The Death of the American Conversation

Why are things so shrill now?

We used to have big, sprawling conversation that roamed all over the place.  We used to talk about politics a little bit, and the latest sporting event a little bit, and the latest big TV show event a little bit, and the weather, and the latest biggest movie and all sorts of things.  But we used to share all of those things in common.  Current events consisted of a great many things outside the political realm.

Sure, the Death Cult had infiltrated many of them, but they knew how fragile their positions were.  They had to be subtle.  They had to slide through the collective conscious like a thief in the night lest people start noticing what they were doing.

Lately, the only thing American have in common – the only current event – is politics.  So it dominates conversations.  To be fair, a big part of that is that the Death Cult mask has slipped so far down that you can’t help but notice “everything is political” just the way they always said.  It wasn’t always so, but they’ve made it so.

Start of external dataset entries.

//! Future roadmap: vertical timeline with items sliding in from alternating
//! sides.
//!
//! The two reveal groups (left/right) interleave their staggers so the four
//! items ramp at a uniform 150ms regardless of side.

use dioxus::prelude::*;

use crate::context::use_revealed;
use crate::motion_plan::{self, ROADMAP_LEFT, ROADMAP_RIGHT, ROADMAP_SECTION};

struct RoadmapItem {
    glyph: &'static str,
    title: &'static str,
    desc: &'static str,
}

const ROADMAP: &[RoadmapItem] = &[
    RoadmapItem {
        glyph: "\u{1F9E0}",
        title: "AI Job Recommendations",
        desc: "Machine learning algorithms to match candidates with ideal positions",
    },
    RoadmapItem {
        glyph: "\u{1F3A5}",
        title: "Video Interview Integration",
        desc: "Built-in video conferencing for remote interviews",
    },
    RoadmapItem {
        glyph: "\u{1F4F1}",
        title: "Mobile App",
        desc: "React Native applications for iOS and Android",
    },
    RoadmapItem {
        glyph: "\u{1F4AC}",
        title: "Enhanced Messaging",
        desc: "Real-time chat with file sharing and scheduling",
    },
];

#[component]
pub fn RoadmapSection() -> Element {
    let revealed = use_revealed();
    let groups = revealed();
    let left_fired = groups.contains(ROADMAP_LEFT);
    let right_fired = groups.contains(ROADMAP_RIGHT);

    rsx! {
        section {
            class: "deck-section",
            "data-reveal-container": "{ROADMAP_SECTION}",
            div { class: "section-inner narrow",
                h2 { class: "section-title text-gradient-purple-cyan", "Future Roadmap" }
                p { class: "section-subtitle", "Continuous innovation and feature expansion" }

                div { class: "timeline",
                    div { class: "timeline-line" }
                    div { class: "timeline-items",
                        for (i, item) in ROADMAP.iter().enumerate() {
                            {
                                // Even items enter from the left, odd from the right
                                let from_right = i % 2 == 1;
                                let (group, fired) = if from_right {
                                    (ROADMAP_RIGHT, right_fired)
                                } else {
                                    (ROADMAP_LEFT, left_fired)
                                };
                                let item_class = if from_right {
                                    "timeline-item reversed"
                                } else {
                                    "timeline-item"
                                };

                                rsx! {
                                    div {
                                        key: "{item.title}",
                                        class: "{item_class}",
                                        style: "{motion_plan::styled(fired, group, i / 2)}",
                                        div { class: "timeline-slot",
                                            div { class: "timeline-card",
                                                h3 { class: "timeline-card-title", "{item.title}" }
                                                p { class: "timeline-card-desc", "{item.desc}" }
                                            }
                                        }
                                        div { class: "timeline-node", "{item.glyph}" }
                                        div { class: "timeline-spacer" }
                                    }
                                }
                            }
                        }
                    }
                }
            }
        }
    }
}
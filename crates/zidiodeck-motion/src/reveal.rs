//! Reveal scheduling for scroll-gated section animations.
//!
//! The deck declares a table of [`RevealEntry`] rows at mount: each names an
//! element group, the transient visual state it animates away from, and an
//! optional [`ViewportTrigger`]. Entries without a trigger fire immediately;
//! triggered entries are armed and fire exactly once, the first time their
//! container crosses the trigger threshold. The scheduler owns one fired flag
//! per row, so re-entering the viewport can never replay a reveal.
//!
//! The scheduler itself never touches the DOM. It decides *which* groups fire
//! on a given [`ScrollFrame`]; the widgets render the transition by swapping
//! the group's inline style from [`MotionSpec::initial_style`] to
//! [`MotionSpec::reveal_style`].

use std::collections::HashMap;

use serde::Deserialize;

use crate::easing::Easing;

/// Motion parameters for one reveal group.
///
/// Describes the transient starting state (the resting state is always the
/// authored layout) plus duration, delay, easing, and the per-element stagger
/// interval for multi-element groups. Immutable once registered.
#[derive(Clone, Debug, PartialEq)]
pub struct MotionSpec {
    /// Horizontal offset of the starting state, px (positive = from the right)
    pub offset_x: f64,
    /// Vertical offset of the starting state, px (positive = from below)
    pub offset_y: f64,
    /// Starting opacity
    pub from_opacity: f64,
    /// Starting scale factor
    pub from_scale: f64,
    /// Starting rotation, degrees
    pub from_rotation: f64,
    /// Animation duration, ms
    pub duration_ms: u64,
    /// Delay before the group starts, ms
    pub delay_ms: u64,
    /// Per-element start offset within the group, ms
    pub stagger_ms: u64,
    /// Timing curve
    pub easing: Easing,
}

impl Default for MotionSpec {
    fn default() -> Self {
        Self {
            offset_x: 0.0,
            offset_y: 0.0,
            from_opacity: 0.0,
            from_scale: 1.0,
            from_rotation: 0.0,
            duration_ms: 500,
            delay_ms: 0,
            stagger_ms: 0,
            easing: Easing::default(),
        }
    }
}

impl MotionSpec {
    /// Fade in while rising from `px` below the resting position.
    pub fn rise(px: f64) -> Self {
        Self {
            offset_y: px,
            ..Self::default()
        }
    }

    /// Fade in while dropping from `px` above the resting position.
    pub fn drop(px: f64) -> Self {
        Self {
            offset_y: -px,
            ..Self::default()
        }
    }

    /// Fade in while sliding from `px` right of the resting position.
    pub fn slide_from_right(px: f64) -> Self {
        Self {
            offset_x: px,
            ..Self::default()
        }
    }

    /// Fade in while sliding from `px` left of the resting position.
    pub fn slide_from_left(px: f64) -> Self {
        Self {
            offset_x: -px,
            ..Self::default()
        }
    }

    /// Fade in while scaling up from `scale`.
    pub fn scale_in(scale: f64) -> Self {
        Self {
            from_scale: scale,
            ..Self::default()
        }
    }

    /// Set the duration in milliseconds.
    pub fn duration(mut self, ms: u64) -> Self {
        self.duration_ms = ms;
        self
    }

    /// Set the group delay in milliseconds.
    pub fn delay(mut self, ms: u64) -> Self {
        self.delay_ms = ms;
        self
    }

    /// Set the per-element stagger interval in milliseconds.
    pub fn stagger(mut self, ms: u64) -> Self {
        self.stagger_ms = ms;
        self
    }

    /// Set the starting rotation in degrees.
    pub fn rotation(mut self, degrees: f64) -> Self {
        self.from_rotation = degrees;
        self
    }

    /// Set the timing curve.
    pub fn ease(mut self, easing: Easing) -> Self {
        self.easing = easing;
        self
    }

    /// Start offset of element `index` relative to the group's fire time, ms.
    pub fn element_delay_ms(&self, index: usize) -> u64 {
        self.delay_ms + index as u64 * self.stagger_ms
    }

    fn transform(&self) -> String {
        let mut parts = Vec::new();
        if self.offset_x != 0.0 || self.offset_y != 0.0 {
            parts.push(format!("translate({}px, {}px)", self.offset_x, self.offset_y));
        }
        if self.from_scale != 1.0 {
            parts.push(format!("scale({})", self.from_scale));
        }
        if self.from_rotation != 0.0 {
            parts.push(format!("rotate({}deg)", self.from_rotation));
        }
        if parts.is_empty() {
            "none".to_string()
        } else {
            parts.join(" ")
        }
    }

    /// Inline style for an element that has not yet been revealed.
    pub fn initial_style(&self) -> String {
        format!(
            "opacity: {}; transform: {};",
            self.from_opacity,
            self.transform()
        )
    }

    /// Inline style for element `index` once its group has fired.
    ///
    /// The transition runs from the initial state to the authored layout;
    /// element `index` starts `delay + index * stagger` after the group.
    pub fn reveal_style(&self, index: usize) -> String {
        format!(
            "opacity: 1; transform: none; \
             transition: opacity {dur}ms {curve}, transform {dur}ms {curve}; \
             transition-delay: {delay}ms;",
            dur = self.duration_ms,
            curve = self.easing.css(),
            delay = self.element_delay_ms(index),
        )
    }
}

/// Scroll-position condition arming a one-shot reveal.
///
/// Met when the named container's top edge crosses `threshold_pct` percent of
/// the viewport height (measured from the viewport top).
#[derive(Clone, Copy, Debug, PartialEq)]
pub struct ViewportTrigger {
    /// Name of the container whose position gates the reveal
    pub container: &'static str,
    /// Activation threshold as a percentage of viewport height
    pub threshold_pct: f64,
}

impl ViewportTrigger {
    pub fn new(container: &'static str, threshold_pct: f64) -> Self {
        Self {
            container,
            threshold_pct,
        }
    }

    /// Whether the condition holds for the given frame.
    ///
    /// A container absent from the frame never satisfies the condition; a
    /// missing target group is skipped, not an error.
    pub fn is_met(&self, frame: &ScrollFrame) -> bool {
        match frame.container_top(self.container) {
            Some(top) => top <= frame.viewport_height * self.threshold_pct / 100.0,
            None => false,
        }
    }
}

/// One row of the reveal table.
#[derive(Clone, Debug, PartialEq)]
pub struct RevealEntry {
    /// Element group this row animates
    pub group: &'static str,
    /// Motion parameters
    pub motion: MotionSpec,
    /// Scroll gate; `None` fires immediately on mount
    pub trigger: Option<ViewportTrigger>,
}

impl RevealEntry {
    /// Entry that fires on mount, in registration order.
    pub fn immediate(group: &'static str, motion: MotionSpec) -> Self {
        Self {
            group,
            motion,
            trigger: None,
        }
    }

    /// Entry armed until `container`'s top crosses `threshold_pct`% of the
    /// viewport height.
    pub fn on_scroll(
        group: &'static str,
        motion: MotionSpec,
        container: &'static str,
        threshold_pct: f64,
    ) -> Self {
        Self {
            group,
            motion,
            trigger: Some(ViewportTrigger::new(container, threshold_pct)),
        }
    }
}

/// One scroll/resize sample from the host environment.
///
/// Deserialized from the webview probe payload. `containers` maps container
/// names to the viewport-relative position of their top edge, px.
#[derive(Clone, Debug, Default, Deserialize)]
#[serde(rename_all = "camelCase")]
pub struct ScrollFrame {
    /// Scrolled distance from the top of the document, px
    pub scroll_y: f64,
    /// Viewport height, px
    pub viewport_height: f64,
    /// Full document height, px
    pub document_height: f64,
    /// Viewport-relative top edge of each named container, px
    #[serde(default)]
    pub containers: HashMap<String, f64>,
}

impl ScrollFrame {
    /// Viewport-relative top of the named container, if present in the frame.
    pub fn container_top(&self, name: &str) -> Option<f64> {
        self.containers.get(name).copied()
    }
}

/// Drives the reveal table against the scroll event stream.
///
/// Constructed on mount with the full table; rows are never added or mutated
/// afterwards. Fires each row at most once, in registration order, and is
/// dropped wholesale on unmount along with the task that polls it.
pub struct RevealScheduler {
    entries: Vec<RevealEntry>,
    fired: Vec<bool>,
}

impl RevealScheduler {
    pub fn new(entries: Vec<RevealEntry>) -> Self {
        let fired = vec![false; entries.len()];
        Self { entries, fired }
    }

    /// Fire every entry without a trigger, returning their groups in
    /// registration order. Called once on mount.
    pub fn take_immediate(&mut self) -> Vec<&'static str> {
        let mut groups = Vec::new();
        for (i, entry) in self.entries.iter().enumerate() {
            if entry.trigger.is_none() && !self.fired[i] {
                self.fired[i] = true;
                groups.push(entry.group);
            }
        }
        groups
    }

    /// Evaluate all armed triggers against one frame.
    ///
    /// Returns the groups that fire on this frame, in registration order.
    /// A row that has already fired is never returned again, no matter how
    /// many later frames satisfy its trigger.
    pub fn on_frame(&mut self, frame: &ScrollFrame) -> Vec<&'static str> {
        let mut groups = Vec::new();
        for (i, entry) in self.entries.iter().enumerate() {
            if self.fired[i] {
                continue;
            }
            let Some(trigger) = &entry.trigger else {
                continue;
            };
            if trigger.is_met(frame) {
                self.fired[i] = true;
                tracing::debug!(group = entry.group, "reveal fired");
                groups.push(entry.group);
            }
        }
        groups
    }

    /// Look up the table row for a group.
    pub fn entry(&self, group: &str) -> Option<&RevealEntry> {
        self.entries.iter().find(|e| e.group == group)
    }

    /// Whether the named group has fired.
    pub fn is_fired(&self, group: &str) -> bool {
        self.entries
            .iter()
            .position(|e| e.group == group)
            .map(|i| self.fired[i])
            .unwrap_or(false)
    }

    /// Number of armed rows still waiting on their trigger.
    pub fn pending(&self) -> usize {
        self.fired.iter().filter(|f| !**f).count()
    }

    pub fn len(&self) -> usize {
        self.entries.len()
    }

    pub fn is_empty(&self) -> bool {
        self.entries.is_empty()
    }
}

#[cfg(test)]
mod tests {
    use super::*;

    fn frame_with(container: &str, top: f64) -> ScrollFrame {
        ScrollFrame {
            scroll_y: 0.0,
            viewport_height: 800.0,
            document_height: 4000.0,
            containers: HashMap::from([(container.to_string(), top)]),
        }
    }

    #[test]
    fn immediate_entries_fire_once_in_order() {
        let mut scheduler = RevealScheduler::new(vec![
            RevealEntry::immediate("hero-title", MotionSpec::rise(50.0)),
            RevealEntry::immediate("hero-subtitle", MotionSpec::rise(30.0).delay(150)),
            RevealEntry::on_scroll("cards", MotionSpec::rise(30.0), "problem", 90.0),
        ]);

        assert_eq!(scheduler.take_immediate(), vec!["hero-title", "hero-subtitle"]);
        assert!(scheduler.take_immediate().is_empty());
        assert!(scheduler.is_fired("hero-title"));
        assert!(!scheduler.is_fired("cards"));
    }

    #[test]
    fn trigger_fires_when_threshold_crossed() {
        let mut scheduler = RevealScheduler::new(vec![RevealEntry::on_scroll(
            "cards",
            MotionSpec::rise(30.0),
            "problem",
            90.0,
        )]);

        // Container top at 90% of an 800px viewport is 720px
        assert!(scheduler.on_frame(&frame_with("problem", 750.0)).is_empty());
        assert_eq!(scheduler.on_frame(&frame_with("problem", 700.0)), vec!["cards"]);
    }

    #[test]
    fn trigger_never_refires() {
        let mut scheduler = RevealScheduler::new(vec![RevealEntry::on_scroll(
            "cards",
            MotionSpec::rise(30.0),
            "problem",
            90.0,
        )]);

        assert_eq!(scheduler.on_frame(&frame_with("problem", 100.0)), vec!["cards"]);
        // Scroll away and back: the condition re-evaluates true, the row stays fired
        assert!(scheduler.on_frame(&frame_with("problem", 900.0)).is_empty());
        assert!(scheduler.on_frame(&frame_with("problem", 100.0)).is_empty());
        assert_eq!(scheduler.pending(), 0);
    }

    #[test]
    fn same_frame_firings_preserve_registration_order() {
        let mut scheduler = RevealScheduler::new(vec![
            RevealEntry::on_scroll("first", MotionSpec::rise(30.0), "a", 90.0),
            RevealEntry::on_scroll("second", MotionSpec::rise(30.0), "b", 90.0),
        ]);

        let frame = ScrollFrame {
            scroll_y: 0.0,
            viewport_height: 800.0,
            document_height: 4000.0,
            containers: HashMap::from([("a".to_string(), 0.0), ("b".to_string(), 0.0)]),
        };
        assert_eq!(scheduler.on_frame(&frame), vec!["first", "second"]);
    }

    #[test]
    fn missing_container_is_skipped() {
        let mut scheduler = RevealScheduler::new(vec![RevealEntry::on_scroll(
            "cards",
            MotionSpec::rise(30.0),
            "absent",
            90.0,
        )]);

        assert!(scheduler.on_frame(&frame_with("problem", 0.0)).is_empty());
        assert_eq!(scheduler.pending(), 1);
    }

    #[test]
    fn element_delays_are_index_ascending() {
        let spec = MotionSpec::rise(30.0).stagger(100);
        assert_eq!(spec.element_delay_ms(0), 0);
        assert_eq!(spec.element_delay_ms(1), 100);
        assert_eq!(spec.element_delay_ms(2), 200);

        let delayed = MotionSpec::rise(30.0).delay(250).stagger(150);
        assert_eq!(delayed.element_delay_ms(2), 550);
    }

    #[test]
    fn initial_style_encodes_starting_state() {
        let style = MotionSpec::rise(30.0).initial_style();
        assert_eq!(style, "opacity: 0; transform: translate(0px, 30px);");

        let spin = MotionSpec::scale_in(0.0).rotation(360.0).initial_style();
        assert!(spin.contains("scale(0)"));
        assert!(spin.contains("rotate(360deg)"));

        // Neutral transform collapses to none
        let fade = MotionSpec::default().initial_style();
        assert_eq!(fade, "opacity: 0; transform: none;");
    }

    #[test]
    fn reveal_style_carries_duration_and_stagger() {
        let spec = MotionSpec::rise(40.0).duration(500).stagger(100);
        let style = spec.reveal_style(2);
        assert!(style.contains("opacity: 1"));
        assert!(style.contains("transform: none"));
        assert!(style.contains("500ms"));
        assert!(style.contains("transition-delay: 200ms"));
    }

    #[test]
    fn scroll_frame_deserializes_probe_payload() {
        let frame: ScrollFrame = serde_json::from_str(
            r#"{"scrollY": 120.5, "viewportHeight": 800, "documentHeight": 5000,
                "containers": {"problem": 640.0}}"#,
        )
        .unwrap();
        assert_eq!(frame.scroll_y, 120.5);
        assert_eq!(frame.container_top("problem"), Some(640.0));
        assert_eq!(frame.container_top("absent"), None);
    }
}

Nothing really insightful about that, but have you considered the role that streaming services have played in shifting the national conversation down one rather depressing and predictable path?  With the advent of binge watching, we no longer have that season-long conversation about what happened last night and what might happen next.

Streaming killed the relaxing discussion about trivial matters.

And the worst part is that the last show to have that sort of national impact was and might always be (shudder) Game of Thrones.

This really is the apocalypse we deserve.